If you find the thought of having to “taste” a condom yucky, try flavored condoms like LICK wild tutti frutti and juicy strawberry made with real fruit flavors. Flavored condoms (note that flavored is different from scented) make oral sex pleasurable, safe, and, well, tasty.
Fact or fiction? It’s only normal that penetration is sometimes painful and uncomfortable and has no impact on safe sex.
FICTION. While you can experiment with different positions that make penetration more pleasurable, you should also check for vaginal dryness. Vaginal dryness is a common condition that may be brought about by the fluctuating hormones of menopause, smoking, childbirth (post partum), or breastfeeding, as well as certain medications. These bring down your estrogen levels, making your vagina extra-dry and irritated.
Penetration when you’re not lubricated adds friction which may cause tears in the condom. Lubricants can make sex both more pleasurable and safe by reducing the risk of condom breakage. Just be sure you are using the right kind of lubricant.
Fact or fiction? Vaseline Petroleum Jelly or lotion can be also be used as a lubricant.
FICTION. Oil-based or petroleum-based products like Vaseline will compromise the integrity of the condom. Make sure to only use water-based lubricants like KY Jelly or silicone-based lubricants specifically intended for male condom use.
Remember: when used properly, lubricants can greatly help reduce the risk of condom breakage.
Fact or fiction? Condoms just decrease pleasure, so I should go on the pill, which will also protect me against STIs/HIV.
FICTION. The pill is effective in preventing untimely or unplanned pregnancy, but it cannot protect you from a sexually transmitted infection. The condom, as certified by the World Health Organization, is the only device that can act as an effective barrier against both sexually transmitted infections and unplanned pregnancy.
Fact or fiction? Condoms are known to break; therefore, they’re not at all reliable.
FICTION. The World Health Organization (WHO) certifies that condoms are effective barriers against herpes simplex, hepatitis B, Chlamydia, and gonorrhea, and can reduce the risk of HIV infection to nearly zero. While some condoms have been known to break, it is more often out of human error rather than manufacturer defect. Don’t use sharp objects like scissors, teeth, or long nails to open a condom wrapper, and always check the expiration date on the pack before using it.

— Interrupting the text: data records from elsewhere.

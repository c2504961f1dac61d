use super::{Segment, ValueType};

const SLASH: u8 = b'/';
const OPEN: u8 = b'{';
const CLOSE: u8 = b'}';
const COLON: char = ':';
const OPTIONAL: char = '?';

/// Unreserved and sub-delim URL characters, plus the gen-delims a route may carry.
#[inline]
fn is_url_char(b: u8) -> bool {
    b.is_ascii_alphanumeric() || b"-_.~:?#[]@!$&'()*+,;=".contains(&b)
}

#[inline]
fn scan(bytes: &[u8], start: usize) -> usize {
    bytes[start..]
        .iter()
        .position(|&b| !is_url_char(b))
        .map_or(bytes.len(), |n| start + n)
}

/// Splits `pattern` into tokens.
///
/// A token is either `{` + url chars (+ an optional `}`) or a run of url chars.
/// Characters that start neither are skipped, so an unclosed brace still yields
/// a placeholder that ends with the segment.
pub(super) fn compile(pattern: &str) -> Vec<Segment> {
    let bytes = pattern.as_bytes();
    let mut segments: Vec<Segment> = Vec::new();
    let mut i = 0;

    while i < bytes.len() {
        let open = match bytes[i] {
            OPEN => Some(i + 1),
            SLASH if bytes.get(i + 1) == Some(&OPEN) => Some(i + 2),
            _ => None,
        };

        if let Some(start) = open {
            let end = scan(bytes, start);
            if end > start {
                segments.push(placeholder(&pattern[start..end]));
                i = if bytes.get(end) == Some(&CLOSE) {
                    end + 1
                } else {
                    end
                };
                continue;
            }
        }

        let end = scan(bytes, i);
        if end > i {
            segments.push(Segment::literal(&pattern[i..end]));
            i = if bytes.get(end) == Some(&SLASH) {
                end + 1
            } else {
                end
            };
            continue;
        }

        i += 1;
    }

    segments
}

fn placeholder(spec: &str) -> Segment {
    let (name, ty) = match spec.find(COLON) {
        Some(pos) => (&spec[..pos], Some(&spec[pos + 1..])),
        None => (spec, None),
    };

    let mut optional = false;

    let name = match name.strip_suffix(OPTIONAL) {
        Some(n) => {
            optional = true;
            n
        }
        None => name,
    };

    let value_type = match ty {
        None => ValueType::None,
        Some(ty) => match ty.strip_suffix(OPTIONAL) {
            Some(t) => {
                optional = true;
                ValueType::from_name(t)
            }
            None => ValueType::from_name(ty),
        },
    };

    Segment::placeholder(name, value_type, optional)
}
use crate::error::RouterError;

use std::fmt;
use std::str::FromStr;

/// The method a route is registered for.
///
/// `Any` routes accept every other method.
#[derive(Debug, Clone, Copy, PartialEq, Eq, Hash)]
pub enum Method {
    Get,
    Head,
    Post,
    Put,
    Patch,
    Delete,
    Options,
    Any,
}

impl Method {
    pub const ALL: [Method; 8] = [
        Method::Get,
        Method::Head,
        Method::Post,
        Method::Put,
        Method::Patch,
        Method::Delete,
        Method::Options,
        Method::Any,
    ];

    pub fn as_str(self) -> &'static str {
        match self {
            Method::Get => "get",
            Method::Head => "head",
            Method::Post => "post",
            Method::Put => "put",
            Method::Patch => "patch",
            Method::Delete => "delete",
            Method::Options => "options",
            Method::Any => "any",
        }
    }

    /// Returns whether a route registered for `self` serves a `request`.
    #[inline]
    pub fn allows(self, request: Method) -> bool {
        self == Method::Any || self == request
    }
}

impl FromStr for Method {
    type Err = RouterError;

    fn from_str(s: &str) -> Result<Self, Self::Err> {
        Self::ALL
            .iter()
            .copied()
            .find(|m| m.as_str().eq_ignore_ascii_case(s))
            .ok_or_else(|| RouterError::InvalidMethod(s.to_owned()))
    }
}

impl fmt::Display for Method {
    fn fmt(&self, f: &mut fmt::Formatter<'_>) -> fmt::Result {
        f.write_str(self.as_str())
    }
}
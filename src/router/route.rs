use super::Method;

use crate::error::RouterError;
use crate::pattern::{Captures, Pattern, Segment, UriArgs};

/// A pattern bound to a method, a name and a handler.
///
/// Immutable once registered.
#[derive(Debug)]
pub struct CompiledRoute<H> {
    method: Method,
    name: Box<str>,
    pattern: Pattern,
    handler: H,
}

impl<H> CompiledRoute<H> {
    /// Compiles `pattern`. The route is named after the pattern unless `name` is given.
    pub fn new(method: Method, pattern: &str, name: Option<&str>, handler: H) -> Self {
        Self {
            method,
            name: name.unwrap_or(pattern).into(),
            pattern: Pattern::compile(pattern),
            handler,
        }
    }

    pub fn method(&self) -> Method {
        self.method
    }

    pub fn name(&self) -> &str {
        &self.name
    }

    pub fn pattern(&self) -> &Pattern {
        &self.pattern
    }

    pub fn segments(&self) -> &[Segment] {
        self.pattern.segments()
    }

    pub fn handler(&self) -> &H {
        &self.handler
    }

    #[inline]
    pub fn allows(&self, request: Method) -> bool {
        self.method.allows(request)
    }

    pub fn find<'r>(&'r self, path: &str) -> Option<Captures<'r>> {
        self.pattern.find(path)
    }

    pub fn uri(&self, args: impl UriArgs) -> Result<String, RouterError> {
        self.pattern.uri(args)
    }
}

Fact or fiction? I should keep a pack of condoms in my glove compartment just in case.
FICTION. A true girl scout knows that condoms need to be stored in a cool, dry, and dark place, away from humidity, heat, air, and sunlight. The best place to store condoms is your medicine cabinet or your bedside table. Cool, quirky condom storage boxes and compacts are also available online at www.condomania.com
Fact or fiction? Using sex toys poses zero STI/HIV risk infection.
FICTION. The risk may be considered to be low, but the fact is that anything that comes in contact with bodily fluids and goes into a person's rectum and/or vagina could transmit HIV or other STDs, and this includes sex toys. Never share sex toys, and if you do share a sex toy with your partner, use a new condom on it. Clean sex toys properly after each use—make sure you pay attention to indicated cleaning and care instructions.